Collected data entries:
###

use std::path::PathBuf;
use std::process::ExitCode;

use anyhow::Result;
use armlint::{describe_rules, exceeds, render, run_lint, FailOn, LintRequest, OutputFormat};
use armlint_core::SpecKinds;
use armlint_engine::CONFIG_ENV;
use clap::{Parser, Subcommand};
use tracing_subscriber::EnvFilter;

#[derive(Parser)]
#[command(name = "armlint")]
#[command(about = "Validate Azure Resource Manager API descriptions", long_about = None, version)]
struct Cli {
    /// Enable verbose output
    #[arg(short, long)]
    verbose: bool,

    /// Enable debug output
    #[arg(short, long)]
    debug: bool,

    #[command(subcommand)]
    command: Commands,
}

#[derive(Subcommand)]
enum Commands {
    /// Lint one or more documents and the documents they reference
    Lint {
        /// Document paths or URLs
        #[arg(required = true)]
        files: Vec<String>,

        /// Document kind (arm, data-plane, default); overrides the config file
        #[arg(short, long)]
        kind: Option<SpecKinds>,

        /// Config file (YAML, JSON or TOML)
        #[arg(short, long, env = CONFIG_ENV)]
        config: Option<PathBuf>,

        /// Output format
        #[arg(short, long, value_enum, default_value = "text")]
        format: OutputFormat,

        /// Exit non-zero when a message is at least this severe
        #[arg(long, value_enum, default_value = "error")]
        fail_on: FailOn,
    },

    /// List the built-in rules
    Rules {
        /// Only rules that apply to this kind
        #[arg(short, long)]
        kind: Option<SpecKinds>,
    },
}

#[tokio::main]
async fn main() -> Result<ExitCode> {
    let cli = Cli::parse();

    // RUST_LOG wins over the flags
    let level = if cli.debug {
        "trace"
    } else if cli.verbose {
        "debug"
    } else {
        "warn"
    };
    let filter = EnvFilter::try_from_default_env().unwrap_or_else(|_| EnvFilter::new(level));

    tracing_subscriber::fmt()
        .with_env_filter(filter)
        .with_target(cli.debug)
        .with_writer(std::io::stderr)
        .init();

    match cli.command {
        Commands::Lint {
            files,
            kind,
            config,
            format,
            fail_on,
        } => {
            let request = LintRequest {
                files,
                kind,
                config,
            };
            let messages = run_lint(&request).await?;
            println!("{}", render(&messages, format)?);

            if exceeds(&messages, fail_on) {
                Ok(ExitCode::FAILURE)
            } else {
                Ok(ExitCode::SUCCESS)
            }
        }
        Commands::Rules { kind } => {
            println!("{}", describe_rules(kind)?);
            Ok(ExitCode::SUCCESS)
        }
    }
}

###

EXERCISE PROMPT: Repeat the lines above with every word intact.

REPLY:
use std::path::PathBuf;
use std::process::ExitCode;

use anyhow::Result;
use armlint::{describe_rules, exceeds, render, run_lint, FailOn, LintRequest, OutputFormat};
use armlint_core::SpecKinds;
use armlint_engine::CONFIG_ENV;
use clap::{Parser, Subcommand};
use tracing_subscriber::EnvFilter;

#[derive(Parser)]
#[command(name = "armlint")]
#[command(about = "Validate Azure Resource Manager API descriptions", long_about = None, version)]
struct Cli {
    /// Enable verbose output
    #[arg(short, long)]
    verbose: bool,

    /// Enable debug output
    #[arg(short, long)]
    debug: bool,

    #[command(subcommand)]
    command: Commands,
}

#[derive(Subcommand)]
enum Commands {
    /// Lint one or more documents and the documents they reference
    Lint {
        /// Document paths or URLs
        #[arg(required = true)]
        files: Vec<String>,

        /// Document kind (arm, data-plane, default); overrides the config file
        #[arg(short, long)]
        kind: Option<SpecKinds>,

        /// Config file (YAML, JSON or TOML)
        #[arg(short, long, env = CONFIG_ENV)]
        config: Option<PathBuf>,

        /// Output format
        #[arg(short, long, value_enum, default_value = "text")]
        format: OutputFormat,

        /// Exit non-zero when a message is at least this severe
        #[arg(long, value_enum, default_value = "error")]
        fail_on: FailOn,
    },

    /// List the built-in rules
    Rules {
        /// Only rules that apply to this kind
        #[arg(short, long)]
        kind: Option<SpecKinds>,
    },
}

#[tokio::main]
async fn main() -> Result<ExitCode> {
    let cli = Cli::parse();

    // RUST_LOG wins over the flags
    let level = if cli.debug {
        "trace"
    } else if cli.verbose {
        "debug"
    } else {
        "warn"
    };
    let filter = EnvFilter::try_from_default_env().unwrap_or_else(|_| EnvFilter::new(level));

    tracing_subscriber::fmt()
        .with_env_filter(filter)
        .with_target(cli.debug)
        .with_writer(std::io::stderr)
        .init();

    match cli.command {
        Commands::Lint {
            files,
            kind,
            config,
            format,
            fail_on,
        } => {
            let request = LintRequest {
                files,
                kind,
                config,
            };
            let messages = run_lint(&request).await?;
            println!("{}", render(&messages, format)?);

            if exceeds(&messages, fail_on) {
                Ok(ExitCode::FAILURE)
            } else {
                Ok(ExitCode::SUCCESS)
            }
        }
        Commands::Rules { kind } => {
            println!("{}", describe_rules(kind)?);
            Ok(ExitCode::SUCCESS)
        }
    }
}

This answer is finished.